HarianBernas.com – Menegangnya hubungan Malaysia dan Korea Utara turut berimbas ke sektor olah raga. Sky News memberitakan kalau pemerintah Malaysia melarang timnas sepak bolanya untuk pergi bertanding di Korea Utara. Larangan tersebut dikeluarkan untuk menjamin keselamatan para awak timnas.
Timnas Malaysia sendiri memang dijadwalkan bertandang ke Korea Utara pada tanggal 28 Maret sebagai bagian dari pertandingan kualifikasi Piala Asia 2019. Namun memanasnya hubungan bilateral kedua negara membuat pemerintah Malaysia mengirimkan perintah larangan resmi kepada asosiasi sepak bolanya.

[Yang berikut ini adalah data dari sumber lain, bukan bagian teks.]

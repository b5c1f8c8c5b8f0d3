/* This Source Code Form is subject to the terms of the Mozilla Public
 * License, v. 2.0. If a copy of the MPL was not distributed with this
 * file, You can obtain one at https://mozilla.org/MPL/2.0/. */

use serde::Serialize;
use xmltree::Element;

use crate::error::FmiError;
use crate::parser::{child, children, WFS_NS};
use crate::query::StoredQueryId;

#[derive(Debug, Clone, PartialEq, Serialize)]
pub struct StoredQueryDescriptor {
    pub id: StoredQueryId,
    pub title: String,
}

/// Station based stored queries from a `describeStoredQueries` response,
/// sorted by title. Only queries accepting an `fmisid` parameter are listed.
pub fn parse_stored_queries(
    xml: &str,
    suffix: Option<&str>,
) -> Result<Vec<StoredQueryDescriptor>, FmiError> {
    let root = Element::parse(xml.as_bytes())?;

    let mut queries = vec![];

    for description in children(&root, WFS_NS, "StoredQueryDescription") {
        let id = description
            .attributes
            .get("id")
            .ok_or_else(|| FmiError::Parse("StoredQueryDescription has no id".to_owned()))?;

        if let Some(s) = suffix {
            if !id.ends_with(s) {
                continue;
            }
        }

        let takes_fmisid = children(description, WFS_NS, "Parameter")
            .any(|p| p.attributes.get("name").map(|n| n.as_str()) == Some("fmisid"));
        if !takes_fmisid {
            continue;
        }

        let title = child(description, WFS_NS, "Title")
            .and_then(|t| t.get_text())
            .ok_or_else(|| FmiError::Parse(format!("Stored query {} has no title", id)))?;

        queries.push(StoredQueryDescriptor {
            id: StoredQueryId::new(id),
            title: title.trim().to_owned(),
        });
    }

    queries.sort_by(|a, b| a.title.cmp(&b.title));

    Ok(queries)
}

Hamidin Mohamad Ali selaku pemimpin Asosiasi Sepak Bola Malaysia (FAM) menyatakan kalau pihaknya sudah mengirimkan surat kepada asosiasi sepak bola AFC. Mereka berharap supaya pertandingan yang harusnya digelar di Pyongyang tersebut bisa digelar di tempat lain yang netral. AFC diharapkan sudah bisa memberikan tanggapan resmi pada akhir pekan ini.

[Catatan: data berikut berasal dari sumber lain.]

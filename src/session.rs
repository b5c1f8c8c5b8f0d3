/* This Source Code Form is subject to the terms of the Mozilla Public
 * License, v. 2.0. If a copy of the MPL was not distributed with this
 * file, You can obtain one at https://mozilla.org/MPL/2.0/. */

use std::time::Duration;

use chrono::prelude::*;
use log::debug;
use serde::Serialize;

use crate::catalog::{parse_stored_queries, StoredQueryDescriptor};
use crate::error::FmiError;
use crate::http_client::{build_client, get_xml};
use crate::parser::parse_features;
use crate::query::{format_time, language_url, RequestSpec, StoredQueryId, UnitSource};
use crate::units::parse_unit;

pub const FEATURE_URL: &str = "https://opendata.fmi.fi/wfs";
pub const DESCRIBE_URL: &str = "https://opendata.fmi.fi/wfs";
pub const META_URL: &str = "https://opendata.fmi.fi/meta";

#[derive(Debug, Clone, PartialEq)]
pub struct Endpoints {
    pub feature: String,
    pub describe: String,
    pub meta: String,
}

impl Default for Endpoints {
    fn default() -> Self {
        Endpoints {
            feature: FEATURE_URL.to_owned(),
            describe: DESCRIBE_URL.to_owned(),
            meta: META_URL.to_owned(),
        }
    }
}

#[derive(Debug, Clone, PartialEq, Serialize)]
pub struct DataPoint {
    pub time: DateTime<Utc>,
    pub value: String,
}

/// Outcome of one poll of a feed.
#[derive(Debug, Clone, PartialEq, Serialize)]
pub struct QueryResult {
    pub latitude: Option<String>,
    pub longitude: Option<String>,
    pub query_id: StoredQueryId,
    pub parameter: String,
    pub unit: Option<String>,
    pub data: Vec<DataPoint>,
}

impl QueryResult {
    /// The bare `[time, value]` list consumed by the single parameter sensors.
    pub fn time_value_pairs(&self) -> Vec<(String, String)> {
        self.data
            .iter()
            .map(|p| (format_time(p.time), p.value.to_owned()))
            .collect()
    }
}

pub struct FmiSession {
    client: reqwest::Client,
    endpoints: Endpoints,
}

impl FmiSession {
    pub fn new(timeout: Duration, endpoints: Endpoints) -> Result<Self, FmiError> {
        Ok(FmiSession {
            client: build_client(timeout)?,
            endpoints,
        })
    }

    pub fn endpoints(&self) -> &Endpoints {
        &self.endpoints
    }

    /// Fetches the features described by `request` and resolves the unit of
    /// the requested parameter. `resolve_unit` is false for feeds with a fixed unit.
    pub async fn get_feature(
        &self,
        request: &RequestSpec,
        resolve_unit: bool,
    ) -> Result<QueryResult, FmiError> {
        let xml = get_xml(&self.client, &request.url).await?;
        let parsed = parse_features(
            &xml,
            &request.parameter,
            request.parameter_match,
            request.latest_only,
        )?;

        debug!(
            "{} {}: {} data points",
            request.query_id,
            request.parameter,
            parsed.records.len()
        );

        let unit = if resolve_unit {
            self.get_unit(&request.parameter, &request.language, &request.query_id)
                .await?
        } else {
            None
        };

        Ok(QueryResult {
            latitude: parsed.latitude,
            longitude: parsed.longitude,
            query_id: request.query_id.clone(),
            parameter: request.parameter.to_owned(),
            unit,
            data: parsed
                .records
                .into_iter()
                .map(|r| DataPoint {
                    time: r.time,
                    value: r.value,
                })
                .collect(),
        })
    }

    pub async fn get_unit(
        &self,
        parameter: &str,
        language: &str,
        query_id: &StoredQueryId,
    ) -> Result<Option<String>, FmiError> {
        let property = match query_id.unit_source() {
            UnitSource::Static(unit) => return Ok(unit.map(|u| u.to_owned())),
            UnitSource::Metadata(property) => property,
        };

        let mut url = url::Url::parse(&self.endpoints.meta)
            .map_err(|e| FmiError::Parse(format!("Bad url {}: {}", self.endpoints.meta, e)))?;
        url.query_pairs_mut()
            .append_pair("observableProperty", property.as_str())
            .append_pair("language", language);

        let xml = get_xml(&self.client, url.as_str()).await?;
        parse_unit(&xml, parameter)
    }

    pub async fn list_stored_queries(
        &self,
        language: &str,
        suffix: Option<&str>,
    ) -> Result<Vec<StoredQueryDescriptor>, FmiError> {
        let mut url = language_url(&self.endpoints.describe, language)?;
        url.query_pairs_mut()
            .append_pair("service", "WFS")
            .append_pair("version", "2.0.0")
            .append_pair("request", "describeStoredQueries");

        let xml = get_xml(&self.client, url.as_str()).await?;
        parse_stored_queries(&xml, suffix)
    }
}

Ketegangan antara Malaysia dan Korea Utara berawal dari kematian Kim Jong Nam pada tanggal 13 Februari di Bandara Internasional Kuala Lumpur. Menurut aparat Malaysia, Kim Jong Nam tewas akibat dibunuh dan mereka sudah menetapkan 8 warga negara Korea Utara sebagai tersangka. Pemerintah Malaysia juga memerintahkan Duta Besar Korea Utara untuk pulang ke negaranya setelah pemerintah Korea Utara menuduh pihak Malaysia sedang melakukan konspirasi untuk memfitnah negaranya.
Dalam kualifikasi Piala Asia sendiri, Malaysia dan Korea Utara sama-sama tergabung dalam grup B. Selain kedua negara tersebut, grup yang sama juga berisi Hong Kong dan Lebanon. Dua peringkat teratas grup B bakal memiliki hak untuk tampil di Piala Asia yang diselenggarakan di Uni Emirat Arab pada tahun 2019 nanti.